Enlightenment Christology
Traditional Christology, as expressed in the Nicaean and Chalcedonian creeds, was based on the belief in the sanctity of the New Testament, which was held to contain divinely revealed truth as represented in the accounts of eyewitnesses or divinely inspired authors. The Christological reflections of the Protestant reformers—including Luther, John Calvin, and even the anti-Trinitarian Faustus Socinus—took for granted the traditional view of the Scriptures and thus added little to the positions of earlier centuries. Beginning in the mid-17th century, however, a growing chorus of voices insisted that, because other writings of the past were not allowed to press supernatural claims, the same stricture should be applied to the Old and the New Testament. That rational and critical approach to the Scriptures became the basis of a new understanding of the nature and truth of Christianity that came to be known as Deism. The English adherents of Deism—including John Toland (1670–1722), Anthony Collins (1676–1729), and Thomas Morgan (died 1743)—undertook to present Christianity as a rational natural religion, and they increasingly defined authentic Christianity as a religion bereft of superstition.

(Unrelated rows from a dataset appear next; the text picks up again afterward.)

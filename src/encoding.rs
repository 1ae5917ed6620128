//! Text encoding conversion for C source files, which may be written in
//! any of the legacy single-byte encodings this toolchain's users still
//! target (`--input-enc`/`--output-enc`, default `latin-1`).

use encoding_rs::Encoding;

use crate::error::{Error, ErrorContext, Result};

/// Resolve an encoding name (as accepted by `--input-enc`/`--output-enc`)
/// to an [`encoding_rs::Encoding`]. Accepts the usual aliases
/// (`latin-1`, `latin1`, `iso-8859-1`, `utf-8`, `ascii`, ...).
pub fn lookup(name: &str) -> Result<&'static Encoding> {
    Encoding::for_label(name.as_bytes()).ok_or_else(|| Error::ConfigError {
        message: format!("unrecognized text encoding '{name}'"),
    })
}

/// Decode `bytes` (as encoded in `enc`) to a `String`, failing on bytes
/// that encoding cannot represent.
pub fn decode(bytes: &[u8], enc: &'static Encoding, context: &ErrorContext) -> Result<String> {
    let (text, _, had_errors) = enc.decode(bytes);
    if had_errors {
        return Err(Error::ParseElf {
            context: context.clone(),
            message: format!("input is not valid {}", enc.name()),
        });
    }
    Ok(text.into_owned())
}

/// Encode `text` into `enc`'s byte representation, failing on characters
/// that encoding cannot represent (no mojibake fallback: an
/// unencodable character is a configuration error, not silently
/// replaced).
pub fn encode(text: &str, enc: &'static Encoding, context: &ErrorContext) -> Result<Vec<u8>> {
    let (bytes, _, had_unmappable) = enc.encode(text);
    if had_unmappable {
        return Err(Error::ParseElf {
            context: context.clone(),
            message: format!("output contains characters not representable in {}", enc.name()),
        });
    }
    Ok(bytes.into_owned())
}

#[cfg(test)]
mod test {
    use super::*;

    #[test]
    fn latin1_roundtrip() {
        let enc = lookup("latin-1").unwrap();
        let bytes = [0x48, 0x69, 0xe9]; // "Hi" + e-acute in Latin-1
        let text = decode(&bytes, enc, &ErrorContext::none()).unwrap();
        assert_eq!(text, "Hi\u{e9}");
        let back = encode(&text, enc, &ErrorContext::none()).unwrap();
        assert_eq!(back, bytes);
    }

    #[test]
    fn unrecognized_encoding_is_config_error() {
        assert!(lookup("not-a-real-encoding").is_err());
    }

    #[test]
    fn ascii_output_rejects_non_ascii_text() {
        let enc = lookup("ascii").unwrap();
        assert!(encode("caf\u{e9}", enc, &ErrorContext::none()).is_err());
    }
}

A key assumption of Enlightenment Christology was that theologians and clergy through the centuries had systematically perverted the true and authentic Christian religion and, in so doing, had obscured the true nature of Jesus. The task of Enlightenment theologians, therefore, was to remove those falsifications and to recover what would subsequently be called the “historical” Jesus—that is, the Jesus who actually existed.
Those thinkers subjected the New Testament—particularly the four Gospels—to severe scrutiny. Relying on critical principles that were becoming standard in many areas of historical scholarship, they concentrated on two central claims about Jesus in the New Testament: that he was the fulfillment of Old Testament prophecies and that he performed miracles to vindicate his divine mission. English Deist writers such as Toland, Thomas Woolston (1670–1733), and Thomas Chubb (1679–1747) argued vigorously that the authors of the Gospels reported incidents that they themselves had not witnessed and relied on accounts of dreams—such as Joseph’s dream about being commanded to flee Bethlehem for Egypt—that were inherently unverifiable.
From those reflections there emerged a picture of Jesus as a great moral teacher but not a divinity. With that as his premise, Matthew Tindal (1657–1733) argued in his book Christianity as Old as the Creation (1730) that Jesus had preached a gospel of “nature” that all of humankind could understand were it not for the perversions introduced by priests and other religious functionaries. Other Deist interpretations of Jesus were Chubb’s The True Gospel of Jesus Christ Vindicated (1739) and the Wolfenbütteler Fragmente (“Wolfenbüttel Fragments”) of Hermann Samuel Reimarus (1694–1768), which triggered an enormous controversy when it was published posthumously in the 1770s. Its rejection of all the supernatural elements of the Jesus stories was consistent with attempts by other writers, such as the German philologist Carl Friedrich Bahrdt (1741–92) and the American statesman Thomas Jefferson (1743–1826), to “cleanse” the New Testament of religious interpretation and to distill its historical core.
It may be argued, therefore, that both the consolidation of Christological dogma between the 4th and 7th centuries and the dissolution of that dogma in the 18th and 19th centuries were affected by important cultural factors. In the first period theological reflection was influenced by Greek philosophy; in the second, by the rise of science.